Sıkıysa ödemesin zaten.
HDP Eş Genel Başkanı Sezai Temelli, kulağını çekti ne de olsa.
“Ekrem İmamoğlu bizim sayemizde seçildi. Bize rağmen siyaset yapamaz. Yapmaya çabalarsa da bir karşılığı olmaz. Belediye başkanlığına devam etmek istiyorsa HDP’nin sözünden dışarı çıkmamalı” yollu tehditvari ifadelerle İmamoğlu’nu iyice köşeye sıkıştırdı.
Eee, Ekrem de akıllı-uslu birisi sonuçta. Söz dinler. Dolayısıyla terör örgütünün siyasi uzantısına tek bir itirazda bulunmayarak durumu kabullendi.
HDP’lilerin bu durumdan oldukça memnun olduğunu söyleyebiliriz.
“İstanbul’da bize rağmen siyaset yapamaz” dedikleri Ekrem İmamoğlu verdikleri talimatları harfiyen yerine getirince, onlar da “hakkı(!)” teslim etmekte bir beis görmüyorlar.
CHP içindeki HDPKK’lıları kullanarak, “uslu çocuk” İmamoğlu’nu sürekli göklere çıkartıyorlar.
Yani anlayacağınız, iş karşılıklı pohpohlamaya dönmüş vaziyette.
Gördünüz, daha geçtiğimiz günlerde CHP’li Sezgin Tanrıkulu çıktı sahneye.
Diyarbakır ziyareti sırasında İmamoğlu’na büyük ilgi gösterildiğini iddia edip, Kürtlerin İmamoğlu’na “Bize zulmeden Erdoğan var, bir de onu yenen İmamoğlu var” nazarıyla baktığını ileri sürdü hazret.

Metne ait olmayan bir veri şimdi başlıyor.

use alloy_primitives::B256;
use serde::{Deserialize, Serialize};

#[derive(Debug, Clone, Serialize, Deserialize)]
pub struct NetworkConfig {
    /// Label attached to logs and metrics, e.g. `goerli`
    #[serde(default = "default_network_name")]
    pub name: String,
    /// WebSocket endpoint of the node. Head subscriptions need a pubsub transport.
    pub url: String,
    #[serde(default = "default_request_timeout_ms")]
    pub request_timeout_ms: u64,
}

#[derive(Debug, Clone, Copy, PartialEq, Eq, Default, Serialize, Deserialize)]
#[serde(rename_all = "snake_case")]
pub enum StorageBackend {
    #[default]
    Mongo,
    Memory,
}

#[derive(Debug, Clone, Serialize, Deserialize)]
pub struct DatabaseConfig {
    #[serde(default)]
    pub backend: StorageBackend,
    #[serde(default = "default_database_uri")]
    pub uri: String,
    #[serde(default = "default_database_name")]
    pub name: String,
    #[serde(default = "default_store_timeout_ms")]
    pub timeout_ms: u64,
}

impl Default for DatabaseConfig {
    fn default() -> Self {
        Self {
            backend: StorageBackend::default(),
            uri: default_database_uri(),
            name: default_database_name(),
            timeout_ms: default_store_timeout_ms(),
        }
    }
}

/// What the reconciler does when a block in the missing range cannot be fetched.
#[derive(Debug, Clone, Copy, PartialEq, Eq, Default, Serialize, Deserialize)]
#[serde(rename_all = "snake_case", tag = "mode")]
pub enum FetchFailurePolicy {
    /// Log and move on to the next block number. Leaves a gap.
    #[default]
    Skip,
    /// Retry with backoff up to `max_attempts`, then skip.
    Retry { max_attempts: u32 },
    /// Stop the cycle at the first unfetchable block. The next head
    /// notification resumes from the stored height, so no gap is left.
    AbortCycle,
}

/// When the Header and Block records of a fetched block are written.
#[derive(Debug, Clone, Copy, PartialEq, Eq, Default, Serialize, Deserialize)]
#[serde(rename_all = "snake_case")]
pub enum BlockWritePolicy {
    /// Write once the block itself was fetched, empty blocks included.
    #[default]
    Always,
    /// Write only when at least one transaction was upserted.
    RequireTransaction,
}

#[derive(Debug, Clone, Serialize, Deserialize)]
#[serde(default)]
pub struct ReconcilerConfig {
    pub fetch_failure: FetchFailurePolicy,
    pub block_write: BlockWritePolicy,
    /// Upper bound on the joined header/block derivation tasks
    pub derive_timeout_ms: u64,
    pub retry_base_delay_ms: u64,
    pub retry_max_delay_ms: u64,
}

impl Default for ReconcilerConfig {
    fn default() -> Self {
        Self {
            fetch_failure: FetchFailurePolicy::default(),
            block_write: BlockWritePolicy::default(),
            derive_timeout_ms: 5_000,
            retry_base_delay_ms: 500,
            retry_max_delay_ms: 10_000,
        }
    }
}

#[derive(Debug, Clone, Serialize, Deserialize)]
#[serde(default)]
pub struct SubscriptionConfig {
    /// When false, the first subscription error stops notification delivery.
    pub resubscribe: bool,
    /// Consecutive failed subscribe attempts before giving up. `None` retries forever.
    pub max_attempts: Option<u32>,
    pub base_delay_ms: u64,
    pub max_delay_ms: u64,
}

impl Default for SubscriptionConfig {
    fn default() -> Self {
        Self {
            resubscribe: true,
            max_attempts: None,
            base_delay_ms: 1_000,
            max_delay_ms: 60_000,
        }
    }
}

#[derive(Debug, Clone, Serialize, Deserialize)]
#[serde(default)]
pub struct ApiConfig {
    pub enabled: bool,
    pub address: String,
    pub port: u16,
}

impl Default for ApiConfig {
    fn default() -> Self {
        Self {
            enabled: true,
            address: "0.0.0.0".to_string(),
            port: 8080,
        }
    }
}

#[derive(Debug, Clone, Serialize, Deserialize)]
#[serde(default)]
pub struct MetricsConfig {
    pub enabled: bool,
    pub address: String,
    pub port: u16,
}

impl Default for MetricsConfig {
    fn default() -> Self {
        Self {
            enabled: false,
            address: "0.0.0.0".to_string(),
            port: 9100,
        }
    }
}

#[derive(Debug, Clone, Serialize, Deserialize)]
#[serde(default)]
pub struct LogConfig {
    pub level: String,
    pub json: bool,
}

impl Default for LogConfig {
    fn default() -> Self {
        Self {
            level: "info".to_string(),
            json: false,
        }
    }
}

#[derive(Debug, Clone, Serialize, Deserialize)]
pub struct Config {
    pub network: NetworkConfig,
    #[serde(default)]
    pub database: DatabaseConfig,
    #[serde(default)]
    pub reconciler: ReconcilerConfig,
    #[serde(default)]
    pub subscription: SubscriptionConfig,
    #[serde(default)]
    pub api: ApiConfig,
    #[serde(default)]
    pub metrics: MetricsConfig,
    #[serde(default)]
    pub log: LogConfig,
}

fn default_network_name() -> String {
    "ethereum".to_string()
}

fn default_request_timeout_ms() -> u64 {
    10_000
}

fn default_database_uri() -> String {
    "mongodb://localhost:27017".to_string()
}

fn default_database_name() -> String {
    "scanner".to_string()
}

fn default_store_timeout_ms() -> u64 {
    5_000
}

/// New canonical tip announced by the node
#[derive(Debug, Clone, Copy, PartialEq, Eq)]
pub struct HeadNotification {
    pub number: u64,
    pub hash: B256,
}
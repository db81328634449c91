mod log;
mod preset;
mod state;
mod types;

pub use log::write_debug_log;
pub use preset::{ExportPreset, OutputContract, PRESETS, get_preset, presets_for_kind};
pub use state::{
    DEFAULT_RETENTION_HOURS, PersistedQueue, QueueStore, STATE_SCHEMA_VERSION, StateStore,
    default_state_path, restore_jobs,
};
pub use types::{ExportError, ExportJob, JobState, LIVE_PROGRESS_CAP};
use anyhow::{Context, Result};
use chrono::{DateTime, Duration, Utc};
use serde::{Deserialize, Serialize};
use std::fs;
use std::io;
use std::path::{Path, PathBuf};
use tracing::{debug, warn};

use super::types::{ExportJob, JobState};

/// Schema marker written into every persisted record
pub const STATE_SCHEMA_VERSION: u32 = 1;

/// Default retention window for persisted jobs, in hours
pub const DEFAULT_RETENTION_HOURS: i64 = 24;

/// Persisted queue record, one per session scope
#[derive(Debug, Serialize, Deserialize)]
pub struct PersistedQueue {
    pub version: u32,
    pub saved_at: DateTime<Utc>,
    pub jobs: Vec<ExportJob>,
}

/// Get the default path for the queue state file
pub fn default_state_path() -> Result<PathBuf> {
    let config_dir = if cfg!(target_os = "macos") {
        dirs::home_dir()
            .context("Could not determine home directory")?
            .join(".config")
            .join("exportq")
    } else if cfg!(target_os = "windows") {
        dirs::config_dir()
            .context("Could not determine config directory")?
            .join("exportq")
    } else {
        // Linux and others
        dirs::config_dir()
            .context("Could not determine config directory")?
            .join("exportq")
    };

    Ok(config_dir.join("queue_state.json"))
}

/// Durable medium for the job list.
///
/// `save` is called after every queue mutation. `load` rehydrates on open
/// and owns the recovery rules whatever the medium: expired jobs are pruned
/// by `created_at`, interrupted `Processing` jobs restart as `Queued`, and
/// the result comes back in `created_at` order. Implementations apply those
/// rules via [`restore_jobs`] rather than re-deriving them.
pub trait StateStore: Send + Sync {
    /// Persist the full job list, replacing any previous record
    fn save(&self, jobs: &[ExportJob]) -> Result<()>;

    /// Rehydrate the job list as of `now`.
    ///
    /// A broken store must never block the export feature, so read and
    /// decode failures yield an empty queue instead of an error.
    fn load(&self, now: DateTime<Utc>) -> Vec<ExportJob>;
}

/// Apply the recovery rules to a freshly loaded job list: prune entries
/// older than `retention`, requeue interrupted `Processing` jobs at zero
/// progress, and sort by `created_at`.
pub fn restore_jobs(
    mut jobs: Vec<ExportJob>,
    now: DateTime<Utc>,
    retention: Duration,
) -> Vec<ExportJob> {
    // Prune first, so an expired Processing job is dropped rather than
    // requeued
    let before = jobs.len();
    jobs.retain(|job| now - job.created_at <= retention);
    if jobs.len() < before {
        debug!("pruned {} expired job(s) from queue state", before - jobs.len());
    }

    // A Processing state is only meaningful while the process that set
    // it is alive; restart these from zero
    for job in &mut jobs {
        if job.state == JobState::Processing {
            job.state = JobState::Queued;
            job.progress_pct = 0.0;
        }
    }

    jobs.sort_by_key(|job| job.created_at);
    jobs
}

/// File-backed [`StateStore`] holding one pretty-printed JSON record
#[derive(Debug, Clone)]
pub struct QueueStore {
    path: PathBuf,
    retention: Duration,
}

impl QueueStore {
    /// Open the store at the default per-user location
    pub fn open_default() -> Result<Self> {
        Ok(Self::at(default_state_path()?))
    }

    /// Open the store at an explicit path
    pub fn at(path: impl Into<PathBuf>) -> Self {
        Self {
            path: path.into(),
            retention: Duration::hours(DEFAULT_RETENTION_HOURS),
        }
    }

    /// Override the retention window
    pub fn with_retention_hours(mut self, hours: i64) -> Self {
        self.retention = Duration::hours(hours);
        self
    }

    pub fn path(&self) -> &Path {
        &self.path
    }

    pub fn exists(&self) -> bool {
        self.path.exists()
    }

    /// Serialize the full job list to disk
    pub fn save(&self, jobs: &[ExportJob]) -> Result<()> {
        if let Some(parent) = self.path.parent() {
            fs::create_dir_all(parent).with_context(|| {
                format!("Failed to create state directory: {}", parent.display())
            })?;
        }

        let record = PersistedQueue {
            version: STATE_SCHEMA_VERSION,
            saved_at: Utc::now(),
            jobs: jobs.to_vec(),
        };

        let json =
            serde_json::to_string_pretty(&record).context("Failed to serialize queue state")?;

        fs::write(&self.path, json)
            .with_context(|| format!("Failed to write queue state: {}", self.path.display()))?;

        Ok(())
    }

    /// Load the job list, pruning and normalizing.
    ///
    /// An unreadable or incompatible record yields an empty queue with a
    /// warning; a broken store must never block the export feature.
    pub fn load(&self, now: DateTime<Utc>) -> Vec<ExportJob> {
        let contents = match fs::read_to_string(&self.path) {
            Ok(contents) => contents,
            Err(e) if e.kind() == io::ErrorKind::NotFound => return Vec::new(),
            Err(e) => {
                warn!(
                    "could not read queue state {}: {e}; starting empty",
                    self.path.display()
                );
                return Vec::new();
            }
        };

        let record: PersistedQueue = match serde_json::from_str(&contents) {
            Ok(record) => record,
            Err(e) => {
                warn!(
                    "could not parse queue state {}: {e}; starting empty",
                    self.path.display()
                );
                return Vec::new();
            }
        };

        if record.version != STATE_SCHEMA_VERSION {
            warn!(
                "queue state {} has schema version {} (expected {}); starting empty",
                self.path.display(),
                record.version,
                STATE_SCHEMA_VERSION
            );
            return Vec::new();
        }

        restore_jobs(record.jobs, now, self.retention)
    }

    /// Remove the persisted record, if any
    pub fn clear(&self) -> Result<()> {
        match fs::remove_file(&self.path) {
            Ok(()) => Ok(()),
            Err(e) if e.kind() == io::ErrorKind::NotFound => Ok(()),
            Err(e) => Err(e).with_context(|| {
                format!("Failed to remove queue state: {}", self.path.display())
            }),
        }
    }
}

impl StateStore for QueueStore {
    fn save(&self, jobs: &[ExportJob]) -> Result<()> {
        QueueStore::save(self, jobs)
    }

    fn load(&self, now: DateTime<Utc>) -> Vec<ExportJob> {
        QueueStore::load(self, now)
    }
}
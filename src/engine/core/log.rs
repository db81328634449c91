use anyhow::Result;
use chrono::Local;
use std::io::Write;

/// Write debug log to exportq.log in current directory
/// Appends to file, creating it if needed
pub fn write_debug_log(message: &str) -> Result<()> {
    use std::fs::OpenOptions;

    let log_path = std::env::current_dir()?.join("exportq.log");
    let mut file = OpenOptions::new()
        .create(true)
        .append(true)
        .open(log_path)?;

    let timestamp = Local::now().format("%Y-%m-%d %H:%M:%S");
    writeln!(file, "[{}] {}", timestamp, message)?;
    Ok(())
}
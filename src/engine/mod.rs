// Export engine - queue, scheduler, persistence, and the provider seam

pub mod core;
pub mod provider;
pub mod queue;

pub use core::*;
pub use provider::{
    DEFAULT_SIMULATED_DURATION, ProviderEvent, SimulatedTranscodeProvider, TranscodeHandle,
    TranscodeProvider,
};
pub use queue::{ExportQueue, QueueSnapshot};
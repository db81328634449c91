use chrono::{DateTime, Utc};
use serde::{Deserialize, Serialize};
use thiserror::Error;
use uuid::Uuid;

use crate::assets::AssetRef;

/// Progress ceiling while a job is still running. Only the terminal event
/// may take a job to 100.
pub const LIVE_PROGRESS_CAP: f64 = 99.0;

#[derive(Debug, Clone, Copy, Serialize, Deserialize, PartialEq, Eq)]
pub enum JobState {
    Queued,
    Processing,
    Ready,
    Error,
}

#[derive(Debug, Clone, PartialEq, Serialize, Deserialize)]
pub struct ExportJob {
    pub id: Uuid,
    pub asset: AssetRef,
    pub preset_id: String,
    pub state: JobState,

    /// Percent complete. Exactly 0 while queued, below 100 while
    /// processing, exactly 100 once ready.
    pub progress_pct: f64,

    /// Enqueue time; drives promotion order and retention expiry
    pub created_at: DateTime<Utc>,

    #[serde(default)]
    pub result_url: Option<String>,

    #[serde(default)]
    pub result_size_bytes: Option<u64>,

    #[serde(default)]
    pub error: Option<String>,
}

impl ExportJob {
    /// Create a new queued job
    pub fn new(asset: AssetRef, preset_id: &str) -> Self {
        Self {
            id: Uuid::new_v4(),
            asset,
            preset_id: preset_id.to_string(),
            state: JobState::Queued,
            progress_pct: 0.0,
            created_at: Utc::now(),
            result_url: None,
            result_size_bytes: None,
            error: None,
        }
    }

    pub fn is_terminal(&self) -> bool {
        matches!(self.state, JobState::Ready | JobState::Error)
    }

    /// Fold in an advisory progress value. Regressions are dropped and the
    /// value is capped below 100 so that completion can only come from the
    /// terminal transition.
    pub fn apply_progress(&mut self, pct: f64) {
        if self.state != JobState::Processing {
            return;
        }
        let clamped = pct.clamp(0.0, LIVE_PROGRESS_CAP);
        if clamped > self.progress_pct {
            self.progress_pct = clamped;
        }
    }

    /// Terminal success: record the retrievable result
    pub fn mark_ready(&mut self, url: String, size_bytes: Option<u64>) {
        self.state = JobState::Ready;
        self.progress_pct = 100.0;
        self.result_url = Some(url);
        self.result_size_bytes = size_bytes;
    }

    /// Terminal failure: keep the last observed progress for display
    pub fn mark_failed(&mut self, reason: String) {
        self.state = JobState::Error;
        self.error = Some(reason);
    }
}

/// Export error types
#[derive(Debug, Error)]
pub enum ExportError {
    #[error("preset '{0}' not found in catalog")]
    PresetNotFound(String),

    #[error("could not resolve a download URL for '{key}': {reason}")]
    Resolution { key: String, reason: String },

    #[error("transcode provider failed: {0}")]
    Provider(String),

    #[error("queue persistence failed: {0}")]
    Persistence(String),
}
// Asset catalog collaborator - the queue consumes assets, it does not own them

use serde::{Deserialize, Serialize};
use thiserror::Error;

/// Kind of asset as classified by the catalog
#[derive(Debug, Clone, Copy, PartialEq, Eq, Serialize, Deserialize)]
pub enum AssetKind {
    Video,
    Image,
    Audio,
    Document,
}

/// Identity of a catalog asset, snapshotted into each export job
#[derive(Debug, Clone, PartialEq, Serialize, Deserialize)]
pub struct AssetRef {
    pub id: String,
    pub display_name: String,
    pub kind: AssetKind,
    /// Opaque key into the storage backend, resolved to a URL on demand
    pub storage_key: String,
}

/// Resolution error types
#[derive(Debug, Error)]
pub enum ResolveError {
    #[error("storage key '{0}' not known to the asset library")]
    UnknownKey(String),

    #[error("storage backend rejected key '{key}': {reason}")]
    Backend { key: String, reason: String },
}

/// Mints a retrievable download URL for a storage key
pub trait AssetResolver: Send + Sync {
    fn resolve_download_url(&self, storage_key: &str) -> Result<String, ResolveError>;
}

/// In-memory asset library backing the demo and tests
#[derive(Debug, Clone)]
pub struct StaticAssetLibrary {
    base_url: String,
    assets: Vec<AssetRef>,
}

impl StaticAssetLibrary {
    pub fn new(base_url: impl Into<String>, assets: Vec<AssetRef>) -> Self {
        Self {
            base_url: base_url.into(),
            assets,
        }
    }

    /// Small fixed library of production-flavored assets
    pub fn sample() -> Self {
        let assets = vec![
            AssetRef {
                id: "ast-0001".to_string(),
                display_name: "A012_C003 dailies take 1".to_string(),
                kind: AssetKind::Video,
                storage_key: "proj7/dailies/a012_c003_t1.mov".to_string(),
            },
            AssetRef {
                id: "ast-0002".to_string(),
                display_name: "Harbor moodboard frame".to_string(),
                kind: AssetKind::Image,
                storage_key: "proj7/moodboard/harbor_014.png".to_string(),
            },
            AssetRef {
                id: "ast-0003".to_string(),
                display_name: "Location scout interview".to_string(),
                kind: AssetKind::Audio,
                storage_key: "proj7/audio/scout_interview.wav".to_string(),
            },
            AssetRef {
                id: "ast-0004".to_string(),
                display_name: "Permit packet (city)".to_string(),
                kind: AssetKind::Document,
                storage_key: "proj7/permits/city_packet_v3.pdf".to_string(),
            },
        ];

        Self::new("https://assets.internal/v1", assets)
    }

    pub fn assets(&self) -> &[AssetRef] {
        &self.assets
    }

    pub fn get(&self, id: &str) -> Option<&AssetRef> {
        self.assets.iter().find(|a| a.id == id)
    }
}

impl AssetResolver for StaticAssetLibrary {
    fn resolve_download_url(&self, storage_key: &str) -> Result<String, ResolveError> {
        if self.assets.iter().any(|a| a.storage_key == storage_key) {
            Ok(format!("{}/{}", self.base_url, storage_key))
        } else {
            Err(ResolveError::UnknownKey(storage_key.to_string()))
        }
    }
}
mod app;
mod cli;

use tracing::Level;

fn main() {
    let cli = cli::parse();

    let level = if cli.verbose {
        Level::DEBUG
    } else {
        Level::WARN
    };
    tracing_subscriber::fmt()
        .with_max_level(level)
        .with_target(false)
        .init();

    app::run(cli);
}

CHP’nin kayyım kararları sonrası Kürt vatandaşa destek olması gerektiğini belirtip, “Biz de öyle yaptık. ‘CHP zor zamanda Kürtleri yine yalnız bıraktı’ dedirtmedik” diye eklemeyi de ihmal etmedi.
Düşünebiliyor musunuz, vatansever Kürtlerin değil, HDPKK’nın can yoldaşı olan, teröristbaşı Abdullah Öcalan’ın resmi avukatlığını yapan pişkin söylüyor bunları.
Devletin Silahlı İnsansız Hava Araçlarıyla sivil vatandaşları vurup öldürdüğünü iddia ederek terör örgütünün propagandasını kirli ağzına sakız eden...
Asıl bebek katillerini görmezden gelip, Türkiye Cumhuriyeti Devleti’ni “bebek katili” olarak gösterme haysiyetsizliğinde bulunan...
Mehmetçiğin PKK’ya ağır darbe indiren operasyonlarını “alçaklık” olarak nitelendirecek kadar alçalan...
Terörist cenazelerinde hüngür hüngür ağlayıp, “İmralı’da koşullar rahatlatılmalı. Nihayetinde Öcalan barışa hizmet ediyor” gibi abuk sabuk lafların altında imzası olan “etki ajanı” dillendiriyor mezkur hezeyanları.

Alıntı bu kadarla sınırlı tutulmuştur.